Aside from the sadness and loneliness I'm experiencing these days, and the anxiety too, of course, the emotion that hurts me the most is fear. I'm afraid, terrified, of living all alone, without anyone, and of making decisions all by myself. It's driving me crazy. I've never experienced anything like this. All the decisions Claude and I made—he was there to reassure me, in a way. He was a pillar of support. I realize that now. His Chinese sign was the dragon. Mine the dog. Sometimes I felt suffocated, I wanted to leave, far, far away. But I stayed, loyal as a dog.


Now I find myself without the dragon, without my master. I've lost my senses, my balance. I'm afraid, afraid, afraid. That's what I discovered when I studied what I was feeling. Fear. Of course, within the fear there's sadness, immense sadness at no longer seeing or touching Claude. I feel so much love for him, and yet I'm still afraid.

I'm all mixed up, like a man walking crookedly on a line. I can function moderately, taking care of certain paperwork when someone dies, pensions, etc.

Why am I afraid? Where does this fear comes from? I find myself facing a life that, for the moment, has no clear meaning, other than dealing with bureaucratic matters (my sister and a friend help me) and taking care of my animals. I am a lost soul.

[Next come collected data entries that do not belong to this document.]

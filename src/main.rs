use std::io::Write;
use std::path::PathBuf;

use anyhow::{Context, Result, bail};
use chokepoint::graph::{build_graph, load_dataset};
use chokepoint::classify::Spotlight;
use chokepoint::report::{LayoutReport, SpotlightReport, TopReport};
use chokepoint::{EngineConfig, GraphSession};
use clap::{Args, Parser, Subcommand};
use eframe::egui::{Vec2, vec2};
use serde::Serialize;
use tracing::info;
use tracing_subscriber::EnvFilter;

#[derive(Debug, Parser)]
#[command(name = "chokepoint", author, version, about)]
struct Cli {
    /// Log filter for stderr, e.g. `debug` or `chokepoint=trace`; overrides RUST_LOG
    #[arg(long, global = true)]
    log_level: Option<String>,

    #[command(subcommand)]
    command: Command,
}

#[derive(Debug, Subcommand)]
enum Command {
    /// Lay out the visible graph and print positions, cells and camera as JSON
    Layout {
        #[command(flatten)]
        input: InputArgs,
        #[command(flatten)]
        view: ViewArgs,
    },
    /// Print the highest-tightness components and graph totals
    Top {
        #[command(flatten)]
        input: InputArgs,
        #[arg(long, default_value_t = 10)]
        limit: usize,
    },
    /// Print readability diagnostics for a layout
    Diagnose {
        #[command(flatten)]
        input: InputArgs,
        #[command(flatten)]
        view: ViewArgs,
    },
    /// Print the visible nodes of one theme, their domain anchors and the edges among them
    Spotlight {
        #[command(flatten)]
        input: InputArgs,
        #[command(flatten)]
        view: ViewArgs,
        /// sensors, camera_payload or assembly_integration
        #[arg(long, value_parser = parse_spotlight)]
        theme: Spotlight,
    },
}

#[derive(Debug, Args)]
struct InputArgs {
    /// Dataset JSON with `nodes`, `edges`, optional `tightness_overrides` and `whitelist`
    #[arg(long)]
    input: PathBuf,
    /// Engine configuration JSON; missing fields keep their defaults
    #[arg(long)]
    config: Option<PathBuf>,
    /// Keep only whitelisted L1-L3 components
    #[arg(long)]
    components_only: bool,
}

#[derive(Debug, Args)]
struct ViewArgs {
    /// Viewport size as WIDTHxHEIGHT
    #[arg(long, default_value = "1440x920", value_parser = parse_viewport)]
    viewport: Vec2,
    /// Expand the domain best matching this key or label
    #[arg(long, conflicts_with = "expand_all")]
    expand: Option<String>,
    /// Expand every domain
    #[arg(long)]
    expand_all: bool,
}

fn parse_viewport(raw: &str) -> Result<Vec2, String> {
    let (width, height) = raw
        .split_once(['x', 'X'])
        .ok_or_else(|| format!("expected WIDTHxHEIGHT, got {raw:?}"))?;
    let parse = |value: &str| {
        value
            .trim()
            .parse::<f32>()
            .ok()
            .filter(|value| value.is_finite() && *value > 0.0)
            .ok_or_else(|| format!("invalid viewport dimension {value:?}"))
    };
    Ok(vec2(parse(width)?, parse(height)?))
}

fn parse_spotlight(raw: &str) -> Result<Spotlight, String> {
    Spotlight::from_key(raw).ok_or_else(|| {
        let known = Spotlight::ALL.map(Spotlight::key).join(", ");
        format!("unknown theme {raw:?}, expected one of {known}")
    })
}

fn init_tracing(level: Option<&str>) {
    let filter = match level {
        Some(level) => EnvFilter::new(level),
        None => EnvFilter::try_from_default_env().unwrap_or_else(|_| EnvFilter::new("info")),
    };
    tracing_subscriber::fmt()
        .with_env_filter(filter)
        .with_writer(std::io::stderr)
        .without_time()
        .init();
}

fn open_session(input: &InputArgs, viewport: Vec2) -> Result<GraphSession> {
    let mut config = match &input.config {
        Some(path) => EngineConfig::from_json_file(path)?,
        None => EngineConfig::default(),
    };
    if input.components_only {
        config.classifier.components_only = true;
    }

    let dataset = load_dataset(&input.input)?;
    let graph = build_graph(&dataset, &config);
    info!(
        nodes = graph.node_count(),
        edges = graph.edge_count(),
        "graph built"
    );

    GraphSession::new(graph, config, viewport).context("initial layout failed")
}

fn apply_view(session: &mut GraphSession, view: &ViewArgs) -> Result<()> {
    if view.expand_all {
        session.expand_all()?;
    } else if let Some(query) = &view.expand {
        let Some(domain) = session.resolve_domain(query) else {
            bail!("no domain matches {query:?}");
        };
        info!(%query, %domain, "expanding domain");
        session.select(&domain)?;
    }
    session.settle()?;
    Ok(())
}

fn print_json<T: Serialize>(value: &T) -> Result<()> {
    let stdout = std::io::stdout();
    let mut out = stdout.lock();
    serde_json::to_writer_pretty(&mut out, value).context("failed to write JSON")?;
    writeln!(out).context("failed to write JSON")?;
    Ok(())
}

fn main() -> Result<()> {
    let cli = Cli::parse();
    init_tracing(cli.log_level.as_deref());

    match cli.command {
        Command::Layout { input, view } => {
            let mut session = open_session(&input, view.viewport)?;
            apply_view(&mut session, &view)?;
            let report = LayoutReport::from_session(&session);
            info!(
                nodes = report.nodes.len(),
                cells = report.cells.len(),
                zoom = report.camera.zoom,
                "layout complete"
            );
            print_json(&report)
        }
        Command::Top { input, limit } => {
            let session = open_session(&input, vec2(1440.0, 920.0))?;
            print_json(&TopReport::from_session(&session, limit))
        }
        Command::Diagnose { input, view } => {
            let mut session = open_session(&input, view.viewport)?;
            apply_view(&mut session, &view)?;
            let diagnostics = session.diagnostics();
            info!(
                label_collisions = diagnostics.label_collisions,
                edge_crossings = diagnostics.edge_crossings,
                "diagnostics computed"
            );
            print_json(&diagnostics)
        }
        Command::Spotlight { input, view, theme } => {
            let mut session = open_session(&input, view.viewport)?;
            apply_view(&mut session, &view)?;
            let report = SpotlightReport::from_session(&session, theme);
            info!(
                theme = theme.key(),
                nodes = report.path_nodes,
                edges = report.path_edges,
                "spotlight computed"
            );
            print_json(&report)
        }
    }
}
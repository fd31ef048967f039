mod cell;
mod collision;
pub mod diagnostics;
pub mod grid;
pub mod viewport;

use std::collections::{BTreeMap, HashMap};

use eframe::egui::{Rect, Vec2, vec2};
use serde::Serialize;
use tracing::debug;

use crate::classify::Spotlight;
use crate::config::LayoutConfig;
use crate::disclosure::{ExpansionState, VisibleElements};
use crate::error::LayoutError;
use crate::graph::model::{Layer, NodeKind, RelationType};

pub use collision::CollisionReport;
pub use grid::{CellSlot, DomainCell, DomainCells};
pub use viewport::{Camera, DensityAdjustment, DensityOutcome};

use collision::CollisionScratch;

#[derive(Clone, Copy, Debug, PartialEq, Eq, Serialize)]
#[serde(rename_all = "snake_case")]
pub enum NodeState {
    Normal,
    CollapsedAnchor,
    Hotspot,
}

#[derive(Clone, Debug)]
pub struct LayoutNode {
    pub id: String,
    pub label: String,
    pub domain_key: String,
    pub layer: Layer,
    pub kind: NodeKind,
    pub parent_id: Option<String>,
    pub spotlight: Option<Spotlight>,
    pub tightness: u8,
    pub tier: u8,
    pub size: Vec2,
    pub world_pos: Vec2,
    pub state: NodeState,
}

#[derive(Clone, Debug)]
pub struct LayoutEdge {
    pub id: String,
    pub source: usize,
    pub target: usize,
    pub relation: RelationType,
    pub cross_domain: bool,
}

#[derive(Default)]
pub struct LayoutGraph {
    pub nodes: Vec<LayoutNode>,
    pub edges: Vec<LayoutEdge>,
    index_by_id: HashMap<String, usize>,
    outgoing: Vec<Vec<usize>>,
    incoming: Vec<Vec<usize>>,
    scratch: CollisionScratch,
}

impl LayoutGraph {
    pub fn from_visible(visible: &VisibleElements<'_>) -> Self {
        let mut graph = Self::default();
        graph.rebuild(visible);
        graph
    }

    // Replaces the node/edge set. Nodes that survive keep their last position.
    pub fn rebuild(&mut self, visible: &VisibleElements<'_>) {
        let mut prior = std::mem::take(&mut self.nodes)
            .into_iter()
            .map(|node| (node.id.clone(), node.world_pos))
            .collect::<HashMap<_, _>>();

        self.nodes = visible
            .nodes
            .iter()
            .map(|node| LayoutNode {
                id: node.id.clone(),
                label: node.label.clone(),
                domain_key: node.domain_key.clone(),
                layer: node.layer,
                kind: node.kind.clone(),
                parent_id: node.parent_id.clone(),
                spotlight: node.spotlight,
                tightness: node.tightness.index,
                tier: node.tightness.tier,
                size: vec2(node.geometry.width, node.geometry.height),
                world_pos: prior.remove(&node.id).unwrap_or(Vec2::ZERO),
                state: NodeState::Normal,
            })
            .collect();

        self.index_by_id = self
            .nodes
            .iter()
            .enumerate()
            .map(|(index, node)| (node.id.clone(), index))
            .collect();

        self.edges = visible
            .edges
            .iter()
            .filter_map(|edge| {
                let source = *self.index_by_id.get(&edge.source)?;
                let target = *self.index_by_id.get(&edge.target)?;
                Some(LayoutEdge {
                    id: edge.id.clone(),
                    source,
                    target,
                    relation: edge.relation,
                    cross_domain: false,
                })
            })
            .collect();

        self.outgoing = vec![Vec::new(); self.nodes.len()];
        self.incoming = vec![Vec::new(); self.nodes.len()];
        for edge in &self.edges {
            self.outgoing[edge.source].push(edge.target);
            self.incoming[edge.target].push(edge.source);
        }
    }

    pub fn is_empty(&self) -> bool {
        self.nodes.is_empty()
    }

    pub fn index_of(&self, id: &str) -> Option<usize> {
        self.index_by_id.get(id).copied()
    }

    pub fn node(&self, id: &str) -> Option<&LayoutNode> {
        self.index_of(id).map(|index| &self.nodes[index])
    }

    pub fn outgoing(&self, index: usize) -> &[usize] {
        &self.outgoing[index]
    }

    pub fn incoming(&self, index: usize) -> &[usize] {
        &self.incoming[index]
    }

    pub fn positions(&self) -> BTreeMap<String, Vec2> {
        self.nodes
            .iter()
            .map(|node| (node.id.clone(), node.world_pos))
            .collect()
    }

    pub fn bounding_box(&self) -> Option<Rect> {
        self.nodes
            .iter()
            .map(|node| Rect::from_center_size(node.world_pos.to_pos2(), node.size))
            .reduce(|a, b| a.union(b))
    }

    fn flag_cross_domain_edges(&mut self) {
        for edge in &mut self.edges {
            edge.cross_domain =
                self.nodes[edge.source].domain_key != self.nodes[edge.target].domain_key;
        }
    }
}

#[derive(Clone, Debug)]
pub struct LayoutOutcome {
    pub cells: DomainCells,
    pub collision: CollisionReport,
    pub density: DensityOutcome,
    pub canvas: Vec2,
}

impl LayoutOutcome {
    fn empty(canvas: Vec2) -> Self {
        Self {
            cells: DomainCells::new(),
            collision: CollisionReport {
                converged: true,
                ..CollisionReport::default()
            },
            density: viewport::idle_outcome(),
            canvas,
        }
    }
}

/// Grid placement, collision relaxation and density tuning for the current visible set.
///
/// Idempotent for a fixed (node set, edge set, expansion state, viewport). Fails only when a
/// node ends up without a computed cell.
pub fn run_layout(
    graph: &mut LayoutGraph,
    expansion: &ExpansionState,
    viewport: Vec2,
    config: &LayoutConfig,
) -> Result<LayoutOutcome, LayoutError> {
    let canvas = config.grid.canvas_for(viewport);
    if graph.is_empty() {
        return Ok(LayoutOutcome::empty(canvas));
    }

    let mut members: BTreeMap<String, Vec<usize>> = BTreeMap::new();
    for (index, node) in graph.nodes.iter().enumerate() {
        members.entry(node.domain_key.clone()).or_default().push(index);
    }
    let demand = members
        .iter()
        .map(|(key, indices)| {
            let mut demand = grid::CellDemand::default();
            for &index in indices {
                demand.add(graph.nodes[index].size);
            }
            (key.clone(), demand)
        })
        .collect::<BTreeMap<_, _>>();

    let cells = grid::compute_cells(&demand, expansion, canvas, config);
    for (key, indices) in &members {
        if let Some(cell) = cells.get(key) {
            cell::place_cell(&mut graph.nodes, indices, cell, config.grid.overflow_pitch);
        }
    }
    graph.flag_cross_domain_edges();

    let bounds = graph
        .nodes
        .iter()
        .map(|node| {
            cells
                .get(&node.domain_key)
                .map(|cell| cell.rect)
                .ok_or_else(|| LayoutError::MissingDomainCell {
                    node: node.id.clone(),
                    domain: node.domain_key.clone(),
                })
        })
        .collect::<Result<Vec<_>, _>>()?;

    let collision = collision::resolve_collisions(
        &mut graph.nodes,
        &bounds,
        &config.collision,
        &mut graph.scratch,
    );

    let density = match graph.bounding_box() {
        Some(bbox) => viewport::tune_viewport(bbox, viewport, &config.density),
        None => viewport::idle_outcome(),
    };

    debug!(
        nodes = graph.nodes.len(),
        cells = cells.len(),
        iterations = collision.iterations,
        converged = collision.converged,
        zoom = density.camera.zoom,
        "layout complete"
    );

    Ok(LayoutOutcome {
        cells,
        collision,
        density,
        canvas,
    })
}

/// Every node footprint lies inside its cell. Nodes larger than their cell only need a
/// contained center.
pub fn is_contained(graph: &LayoutGraph, cells: &DomainCells) -> bool {
    graph.nodes.iter().all(|node| {
        cells.get(&node.domain_key).is_some_and(|cell| {
            let inner = cell.rect.shrink2(node.size / 2.0);
            let bounds = if inner.is_positive() {
                inner.expand(0.01)
            } else {
                cell.rect
            };
            bounds.contains(node.world_pos.to_pos2())
        })
    })
}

I know it's still early, but still.

I have to leave this island and I have to leave this apartment. And I can't see the road ahead. I am blind. It is not easy. For now I just can say this.

Thank you for listening.

My heart goes out to you, dear loreta! It sounds overwhelming to say the least. It may be worthwhile reaching out to a grief counsellor? Having someone to talk to is so vital for these most difficult of times. As Nienna said, we humans are not meant to do this life alone, and it is my thinking that we are not meant to do grief alone.

Being together is hard-wired into our biology. I don't know if it's possible for you to go out amongst people, in a cafe, a library, a concert, or wherever you are drawn to? This creates a resonance of safety in our nervous system, even if we don't speak with the other humans nearby. Having a grief counsellor on board could help even more, if it's still too soon to go out into the world, as they will be able to provide consistent connection, a well-informed and compassionate perspective, and the opportunity for the sort of deep sharing that I think may be of great assistance to you as you adjust to your new reality.

In my own case with learning to grieve and deal with shock, I had to really challenge myself over and over to find social interaction, because my tendency was to isolate. But I realized that while staying in my comfort zone was good for a time, it quickly became a discomfort zone. A very hard lesson. Having my therapist there presented a scheduled interaction with a wise Soul. I cannot overstate how grateful I am for her influence on my healing process.

All the best to you - and prayers and hugs to you and your dogs.